North Carolina Agricultural and Technical State University’s project, “On the Ground: Access to Care through Building Faith, Health, and Community Partnerships,” supported by the North Carolina Action Coalition, seeks to develop a faith, health, and community engagement model utilizing the Campaign’s Health Equity Toolkit. The program aims to enhance the health equity advocacy and partnership/coalition building skills of nurses, nursing students, pastors and church members to promote the health and well-being of communities through congregations. It will also create a regional steering committee to engage stakeholders to prioritize and address social determinants of health that adversely affect the health and well-being of African American and rural communities, and promote health-related congregational activities focused on the needs of the community.
Through its “At the Core of Care” podcast, the Pennsylvania Action Coalition will showcase stories of nurses and their partners driving change by addressing social determinants of health. The series will be incorporated into nursing school classrooms to inspire public health leadership and advocacy.

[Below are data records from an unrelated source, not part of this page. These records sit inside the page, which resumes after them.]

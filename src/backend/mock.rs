//! backend::mock
//!
//! In-memory backend for deterministic testing and demos.
//!
//! # Design
//!
//! The mock backend compiles expressions to SQL text, records every query it
//! is asked to execute, and returns canned or synthetic results. Failure
//! scenarios can be configured per operation, and graph rendering can be
//! switched off to simulate a missing rendering capability.
//!
//! `TopK` and `HistogramCounts` have no SQL translation here and compile to
//! [`CompileOutcome::Unsupported`].
//!
//! # Example
//!
//! ```
//! use optgate::backend::mock::MockBackend;
//! use optgate::backend::{CompileOutcome, Compiler, Executor};
//! use optgate::expr::Expr;
//!
//! let backend = MockBackend::new();
//! let expr = Expr::table("functional_alltypes");
//!
//! let outcome = backend.compile(&expr, Some(10)).unwrap();
//! assert_eq!(
//!     outcome,
//!     CompileOutcome::Compiled("SELECT *\nFROM functional_alltypes\nLIMIT 10".to_string())
//! );
//!
//! backend.execute("SELECT 1").unwrap();
//! assert_eq!(backend.executed_queries(), vec!["SELECT 1".to_string()]);
//! ```

use std::collections::{BTreeSet, HashMap};
use std::sync::{Arc, Mutex, MutexGuard, PoisonError};

use serde_json::json;

use super::traits::{
    Backend, BackendError, CompileOutcome, Compiler, Executor, GraphOutcome, GraphRenderer,
    QueryResult,
};
use crate::core::config::schema::is_non_negative;
use crate::core::config::{OptionError, OptionSpec};
use crate::core::options::Options;
use crate::core::types::OptionValue;
use crate::expr::Expr;

/// Table every new mock backend knows about.
pub const DEFAULT_TABLE: &str = "functional_alltypes";

/// Backend name, and the namespace of its options.
pub const BACKEND_NAME: &str = "mock";

/// Option (under `mock.`) holding the number of synthetic result rows.
pub const ROW_COUNT: &str = "row_count";

/// Mock backend for testing.
///
/// Thread-safe via internal `Arc<Mutex<...>>` wrapping; clones share state.
#[derive(Debug, Clone)]
pub struct MockBackend {
    inner: Arc<Mutex<MockBackendInner>>,
}

#[derive(Debug)]
struct MockBackendInner {
    tables: BTreeSet<String>,
    /// Canned results keyed by exact query text.
    results: HashMap<String, QueryResult>,
    fail_on: Option<FailOn>,
    graph_available: bool,
    /// Options handle, set by [`MockBackend::connect`].
    options: Option<Options>,
    operations: Vec<MockOperation>,
    executed: Vec<String>,
}

/// Which operation should fail.
#[derive(Debug, Clone)]
pub enum FailOn {
    Compile(BackendError),
    Execute(BackendError),
    Render(BackendError),
}

/// Recorded operation for test verification.
#[derive(Debug, Clone, PartialEq, Eq)]
pub enum MockOperation {
    Compile { root: String, limit: Option<u64> },
    Execute { query: String },
    Render { root: String },
}

impl Default for MockBackend {
    fn default() -> Self {
        Self::new()
    }
}

impl MockBackend {
    /// Create a mock backend knowing only [`DEFAULT_TABLE`].
    pub fn new() -> Self {
        Self {
            inner: Arc::new(Mutex::new(MockBackendInner {
                tables: BTreeSet::from([DEFAULT_TABLE.to_string()]),
                results: HashMap::new(),
                fail_on: None,
                graph_available: true,
                options: None,
                operations: Vec::new(),
                executed: Vec::new(),
            })),
        }
    }

    /// Create a mock backend and register its options.
    ///
    /// The backend keeps the handle to read `mock.row_count` at execution
    /// time.
    pub fn connect(options: &Options) -> Result<Self, OptionError> {
        let backend = Self::new();
        backend.register_options(options)?;
        backend.lock().options = Some(options.clone());
        Ok(backend)
    }

    fn lock(&self) -> MutexGuard<'_, MockBackendInner> {
        self.inner.lock().unwrap_or_else(PoisonError::into_inner)
    }

    /// Add a known table.
    pub fn with_table(self, name: impl Into<String>) -> Self {
        self.lock().tables.insert(name.into());
        self
    }

    /// Return `result` whenever exactly `query` is executed.
    pub fn with_result(self, query: impl Into<String>, result: QueryResult) -> Self {
        self.lock().results.insert(query.into(), result);
        self
    }

    /// Simulate a missing graph rendering capability.
    pub fn without_graphviz(self) -> Self {
        self.lock().graph_available = false;
        self
    }

    /// Configure the mock to fail on a specific operation.
    pub fn fail_on(self, fail_on: FailOn) -> Self {
        self.lock().fail_on = Some(fail_on);
        self
    }

    /// Clear the failure configuration.
    pub fn clear_fail_on(&self) {
        self.lock().fail_on = None;
    }

    /// Get all recorded operations.
    pub fn operations(&self) -> Vec<MockOperation> {
        self.lock().operations.clone()
    }

    /// Forget recorded operations and executed queries.
    pub fn clear_history(&self) {
        let mut inner = self.lock();
        inner.operations.clear();
        inner.executed.clear();
    }

    fn synthetic_rows(options: Option<&Options>) -> usize {
        options
            .and_then(|o| o.get(&format!("{BACKEND_NAME}.{ROW_COUNT}")).ok())
            .and_then(|v| v.as_int())
            .and_then(|n| usize::try_from(n).ok())
            .unwrap_or(0)
    }
}

impl Compiler for MockBackend {
    fn compile(&self, expr: &Expr, limit: Option<u64>) -> Result<CompileOutcome, BackendError> {
        let tables = {
            let mut inner = self.lock();
            inner.operations.push(MockOperation::Compile {
                root: expr.root_table().to_string(),
                limit,
            });
            if let Some(FailOn::Compile(e)) = &inner.fail_on {
                return Err(e.clone());
            }
            inner.tables.clone()
        };

        let (base, own_limit) = expr.split_limit();
        let limit = limit.or(own_limit);

        match build(&tables, base) {
            Ok(mut select) => {
                if let Some(n) = limit {
                    if select.limit.is_some() {
                        select = select.into_subquery();
                    }
                    select.limit = Some(n);
                }
                Ok(CompileOutcome::Compiled(select.render()))
            }
            Err(BuildError::Unsupported(detail)) => Ok(CompileOutcome::Unsupported(detail)),
            Err(BuildError::Backend(e)) => Err(e),
        }
    }
}

impl Executor for MockBackend {
    fn execute(&self, query: &str) -> Result<QueryResult, BackendError> {
        let (canned, options) = {
            let mut inner = self.lock();
            inner.operations.push(MockOperation::Execute {
                query: query.to_string(),
            });
            inner.executed.push(query.to_string());
            if let Some(FailOn::Execute(e)) = &inner.fail_on {
                return Err(e.clone());
            }
            (inner.results.get(query).cloned(), inner.options.clone())
        };

        if let Some(result) = canned {
            return Ok(result);
        }

        let rows = (0..Self::synthetic_rows(options.as_ref()))
            .map(|i| vec![json!(i)])
            .collect();
        Ok(QueryResult::new(vec!["row".to_string()], rows))
    }

    fn executed_queries(&self) -> Vec<String> {
        self.lock().executed.clone()
    }
}

impl GraphRenderer for MockBackend {
    fn available(&self) -> bool {
        self.lock().graph_available
    }

    fn render(&self, expr: &Expr) -> Result<GraphOutcome, BackendError> {
        {
            let mut inner = self.lock();
            inner.operations.push(MockOperation::Render {
                root: expr.root_table().to_string(),
            });
            if let Some(FailOn::Render(e)) = &inner.fail_on {
                return Err(e.clone());
            }
            if !inner.graph_available {
                return Ok(GraphOutcome::Unavailable);
            }
        }

        Ok(GraphOutcome::Rendered(to_dot(expr).into_bytes()))
    }
}

impl Backend for MockBackend {
    fn name(&self) -> &str {
        BACKEND_NAME
    }

    fn option_specs(&self) -> Vec<OptionSpec> {
        vec![OptionSpec::new(ROW_COUNT, OptionValue::Int(0))
            .with_validator(is_non_negative)
            .with_description("Synthetic rows returned for queries without a canned result")]
    }
}

/// Render an expression chain as a Graphviz digraph.
fn to_dot(expr: &Expr) -> String {
    let nodes = expr.chain();
    let mut dot = String::from("digraph expr {\n");
    for (i, node) in nodes.iter().enumerate() {
        dot.push_str(&format!(
            "  n{i} [label=\"{}\"];\n",
            node.label().replace('"', "\\\"")
        ));
    }
    // Edges point from input to consumer
    for i in 1..nodes.len() {
        dot.push_str(&format!("  n{i} -> n{};\n", i - 1));
    }
    dot.push('}');
    dot
}

enum BuildError {
    Unsupported(String),
    Backend(BackendError),
}

/// A single SELECT statement under construction.
#[derive(Debug)]
struct Select {
    columns: String,
    from: String,
    filters: Vec<String>,
    group_by: Option<String>,
    limit: Option<u64>,
}

impl Select {
    fn star(from: String) -> Self {
        Self {
            columns: "*".to_string(),
            from,
            filters: Vec::new(),
            group_by: None,
            limit: None,
        }
    }

    /// Whether further clauses can be added without changing meaning.
    fn is_open(&self) -> bool {
        self.columns == "*" && self.group_by.is_none() && self.limit.is_none()
    }

    fn into_subquery(self) -> Self {
        let inner = self
            .render()
            .lines()
            .map(|line| format!("  {line}"))
            .collect::<Vec<_>>()
            .join("\n");
        Self::star(format!("(\n{inner}\n) t0"))
    }

    fn render(&self) -> String {
        let mut sql = format!("SELECT {}\nFROM {}", self.columns, self.from);
        if !self.filters.is_empty() {
            sql.push_str(&format!("\nWHERE {}", self.filters.join(" AND ")));
        }
        if let Some(group_by) = &self.group_by {
            sql.push_str(&format!("\nGROUP BY {group_by}"));
        }
        if let Some(n) = self.limit {
            sql.push_str(&format!("\nLIMIT {n}"));
        }
        sql
    }
}

fn open(select: Select) -> Select {
    if select.is_open() {
        select
    } else {
        select.into_subquery()
    }
}

fn build(tables: &BTreeSet<String>, expr: &Expr) -> Result<Select, BuildError> {
    match expr {
        Expr::Table(name) => {
            if !tables.contains(name) {
                return Err(BuildError::Backend(BackendError::TableNotFound(name.clone())));
            }
            Ok(Select::star(name.clone()))
        }
        Expr::Limit { input, n } => {
            let mut select = build(tables, input)?;
            if select.limit.is_some() {
                select = select.into_subquery();
            }
            select.limit = Some(*n);
            Ok(select)
        }
        Expr::NotIn {
            input,
            column,
            values,
        } => {
            let mut select = open(build(tables, input)?);
            let values = values
                .iter()
                .map(|v| format!("'{}'", v.replace('\'', "''")))
                .collect::<Vec<_>>()
                .join(", ");
            select.filters.push(format!("`{column}` NOT IN ({values})"));
            Ok(select)
        }
        Expr::Aggregate {
            input,
            func,
            column,
        } => {
            let mut select = open(build(tables, input)?);
            select.columns = format!(
                "{}(`{column}`) AS `{}`",
                func.sql_name(),
                func.output_name()
            );
            Ok(select)
        }
        Expr::ValueCounts { input, column } => {
            let mut select = open(build(tables, input)?);
            select.columns = format!("`{column}`, count(*) AS `count`");
            select.group_by = Some("1".to_string());
            Ok(select)
        }
        Expr::TopK { input, column, .. } => {
            build(tables, input)?;
            Err(BuildError::Unsupported(format!(
                "TopK on `{column}` has no SQL translation"
            )))
        }
        Expr::HistogramCounts { input, column, .. } => {
            build(tables, input)?;
            Err(BuildError::Unsupported(format!(
                "HistogramCounts on `{column}` has no SQL translation"
            )))
        }
    }
}
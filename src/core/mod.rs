//! core
//!
//! Core domain types and the scoped option store.
//!
//! # Modules
//!
//! - [`types`] - Strong types: OptionPath, OptionValue, RowLimit
//! - [`config`] - Option registry, built-in schema, settings files
//! - [`scope`] - Nested LIFO override frames
//! - [`options`] - Shared handle combining registry and scopes
//!
//! # Design Principles
//!
//! - Every path is registered before it is read or written
//! - Every stored value satisfies its node's validator
//! - Scopes restore exactly what they replaced, innermost first

pub mod config;
pub mod options;
pub mod scope;
pub mod types;
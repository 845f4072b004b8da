//! engine::gate
//!
//! Decides what displaying a deferred expression is allowed to do.
//!
//! # Design
//!
//! Gating is a pure function of a [`DisplaySettings`] snapshot and the
//! expression. It never talks to a backend; [`super::render::Renderer`]
//! carries out the resulting [`DisplayPlan`].
//!
//! ```text
//! START -> NonInteractive -> [GraphAttempt] -> Done
//! START -> Interactive -> CompileAttempt -> Execute -> Done
//!                                        -> Fallback (unsupported) -> Done
//!                                        -> Error
//! ```
//!
//! # Invariants
//!
//! - A non-interactive plan never compiles or executes
//! - An expression's own outermost limit always beats the default limit
//! - An unlimited default omits the limit entirely
//!
//! # Example
//!
//! ```
//! use optgate::core::types::RowLimit;
//! use optgate::engine::gate::{plan_display, DisplayPlan, DisplaySettings};
//! use optgate::expr::Expr;
//!
//! let settings = DisplaySettings {
//!     interactive: true,
//!     graphviz_repr: false,
//!     default_limit: RowLimit::Rows(10_000),
//! };
//!
//! let expr = Expr::table("functional_alltypes").limit(10);
//! assert_eq!(plan_display(&settings, &expr), DisplayPlan::Execute { limit: Some(10) });
//! ```

use thiserror::Error;

use crate::backend::BackendError;
use crate::core::config::OptionError;
use crate::core::options::Options;
use crate::core::types::RowLimit;
use crate::expr::Expr;

/// Errors from gated rendering and execution.
#[derive(Debug, Error)]
pub enum GateError {
    /// Reading a gating option failed.
    #[error(transparent)]
    Options(#[from] OptionError),

    /// The expression has no backend translation.
    ///
    /// Interactive textual rendering tolerates this; every other path
    /// reports it.
    #[error("unsupported expression: {0}")]
    Unsupported(String),

    #[error("compile failed: {0}")]
    Compile(#[source] BackendError),

    #[error("execution failed: {0}")]
    Execute(#[source] BackendError),

    #[error("graph rendering failed: {0}")]
    Render(#[source] BackendError),
}

/// The option values gating depends on, read once per call.
#[derive(Debug, Clone, Copy, PartialEq, Eq)]
pub struct DisplaySettings {
    pub interactive: bool,
    pub graphviz_repr: bool,
    pub default_limit: RowLimit,
}

impl DisplaySettings {
    /// Snapshot the gating options from the effective view.
    pub fn read(options: &Options) -> Result<Self, OptionError> {
        Ok(Self {
            interactive: options.interactive()?,
            graphviz_repr: options.graphviz_repr()?,
            default_limit: options.default_limit()?,
        })
    }
}

/// What a textual display should do.
#[derive(Debug, Clone, Copy, PartialEq, Eq)]
pub enum DisplayPlan {
    /// Print the structure; optionally attempt a graph too.
    Structural { graph: bool },
    /// Compile with this limit and execute.
    Execute { limit: Option<u64> },
}

/// Caller's row limit for explicit execution.
#[derive(Debug, Clone, Copy, Default, PartialEq, Eq)]
pub enum LimitChoice {
    /// The expression's own limit, else `sql.default_limit`.
    #[default]
    Default,
    /// No default applied; the expression's own limit still holds.
    Unlimited,
    /// Exactly this many rows, replacing any limit on the expression.
    Rows(u64),
}

impl LimitChoice {
    /// The limit to hand the compiler.
    pub fn resolve(self, expr: &Expr, default: RowLimit) -> Option<u64> {
        match self {
            LimitChoice::Default => effective_limit(expr, default),
            LimitChoice::Unlimited => expr.explicit_limit(),
            LimitChoice::Rows(n) => Some(n),
        }
    }
}

/// Row limit for displaying `expr`: its own limit, else the default.
pub fn effective_limit(expr: &Expr, default: RowLimit) -> Option<u64> {
    expr.explicit_limit().or(default.rows())
}

/// Plan the textual display of `expr`.
pub fn plan_display(settings: &DisplaySettings, expr: &Expr) -> DisplayPlan {
    if settings.interactive {
        DisplayPlan::Execute {
            limit: effective_limit(expr, settings.default_limit),
        }
    } else {
        DisplayPlan::Structural {
            graph: settings.graphviz_repr,
        }
    }
}

/// Whether a graphical display should be attempted at all.
pub fn plan_graph(settings: &DisplaySettings) -> bool {
    !settings.interactive && settings.graphviz_repr
}

#[cfg(test)]
mod tests {
    use super::*;

    fn settings(interactive: bool, graphviz_repr: bool, default_limit: RowLimit) -> DisplaySettings {
        DisplaySettings {
            interactive,
            graphviz_repr,
            default_limit,
        }
    }

    mod display {
        use super::*;

        #[test]
        fn non_interactive_is_structural() {
            let expr = Expr::table("t");
            assert_eq!(
                plan_display(&settings(false, false, RowLimit::Rows(5)), &expr),
                DisplayPlan::Structural { graph: false }
            );
            assert_eq!(
                plan_display(&settings(false, true, RowLimit::Rows(5)), &expr),
                DisplayPlan::Structural { graph: true }
            );
        }

        #[test]
        fn interactive_uses_default_limit() {
            let expr = Expr::table("t");
            assert_eq!(
                plan_display(&settings(true, true, RowLimit::Rows(10_000)), &expr),
                DisplayPlan::Execute {
                    limit: Some(10_000)
                }
            );
        }

        #[test]
        fn explicit_limit_wins() {
            let expr = Expr::table("t").limit(10);
            assert_eq!(
                plan_display(&settings(true, false, RowLimit::Rows(10_000)), &expr),
                DisplayPlan::Execute { limit: Some(10) }
            );
            assert_eq!(
                plan_display(&settings(true, false, RowLimit::Unlimited), &expr),
                DisplayPlan::Execute { limit: Some(10) }
            );
        }

        #[test]
        fn unlimited_default() {
            let expr = Expr::table("t").sum("x");
            assert_eq!(
                plan_display(&settings(true, false, RowLimit::Unlimited), &expr),
                DisplayPlan::Execute { limit: None }
            );
        }
    }

    mod graph {
        use super::*;

        #[test]
        fn only_when_non_interactive_and_enabled() {
            assert!(plan_graph(&settings(false, true, RowLimit::Unlimited)));
            assert!(!plan_graph(&settings(false, false, RowLimit::Unlimited)));
            assert!(!plan_graph(&settings(true, true, RowLimit::Unlimited)));
        }
    }

    mod limit_choice {
        use super::*;

        #[test]
        fn resolve() {
            let plain = Expr::table("t");
            let limited = Expr::table("t").limit(7);
            let default = RowLimit::Rows(100);

            assert_eq!(LimitChoice::Default.resolve(&plain, default), Some(100));
            assert_eq!(LimitChoice::Default.resolve(&limited, default), Some(7));
            assert_eq!(LimitChoice::Unlimited.resolve(&plain, default), None);
            assert_eq!(LimitChoice::Unlimited.resolve(&limited, default), Some(7));
            assert_eq!(LimitChoice::Rows(3).resolve(&limited, default), Some(3));
        }
    }

    #[test]
    fn settings_read_from_options() {
        let options = Options::with_core_options().unwrap();
        assert_eq!(
            DisplaySettings::read(&options).unwrap(),
            settings(false, false, RowLimit::Rows(10_000))
        );
    }
}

The National Alliance for Filipino Concerns launched the “Bayanihan Response to COVID-19″ to respond to the immediate and long-term health and wellness needs of Filipino communities in the United States and the Philippines. Via a telephone weekly check in and screening with elders identified as high need, callers assess for COVID-19 symptoms, food, prescription, utilities, housing needs and pre-paid phone minutes. They also offer a grocery and meal delivery program to ensure clients have access to nutritious and culturally appropriate food. Lastly, they will conduct a community wellness survey. Focus group results will be disseminated to community members, stakeholders, and the public. In collaboration with Seattle University College of Nursing, and support of the Washington Action Coalition, they will use survey data to create interventions and initiatives to address community needs.
The West Virginia Action Coalition project, “RN Entrepreneur Project Continuation,” will create five sustainable nurse businesses and teach the entrepreneur course to 20 additional nurses. The training curriculum and program will expand across the state.
The Wisconsin Action Coalition’s project, “Preparing Wisconsin Nurses to Address the Needs of Vulnerable Populations in a Public Health Emergency”, will design and develop trainings for Wisconsin nurses in response to the specific educational needs created by COVID-19. Trainings will address disparities impacting Wisconsin’s most vulnerable populations. Components include: launching educational programs for Milwaukee nurses who care for diverse and vulnerable populations, evaluating and improving learning content and methodologies and expanding the program statewide.
The aim of the Wyoming Institute for Disabilities, University of Wyoming, in support with the Wyoming Action Coalition project, “Facilitating Seniors’ Use of Technology to Decrease Social Isolation,” is for nursing students to help older adults use technology in their homes to access health care, purchase groceries and household goods, and communicate with their friends and family.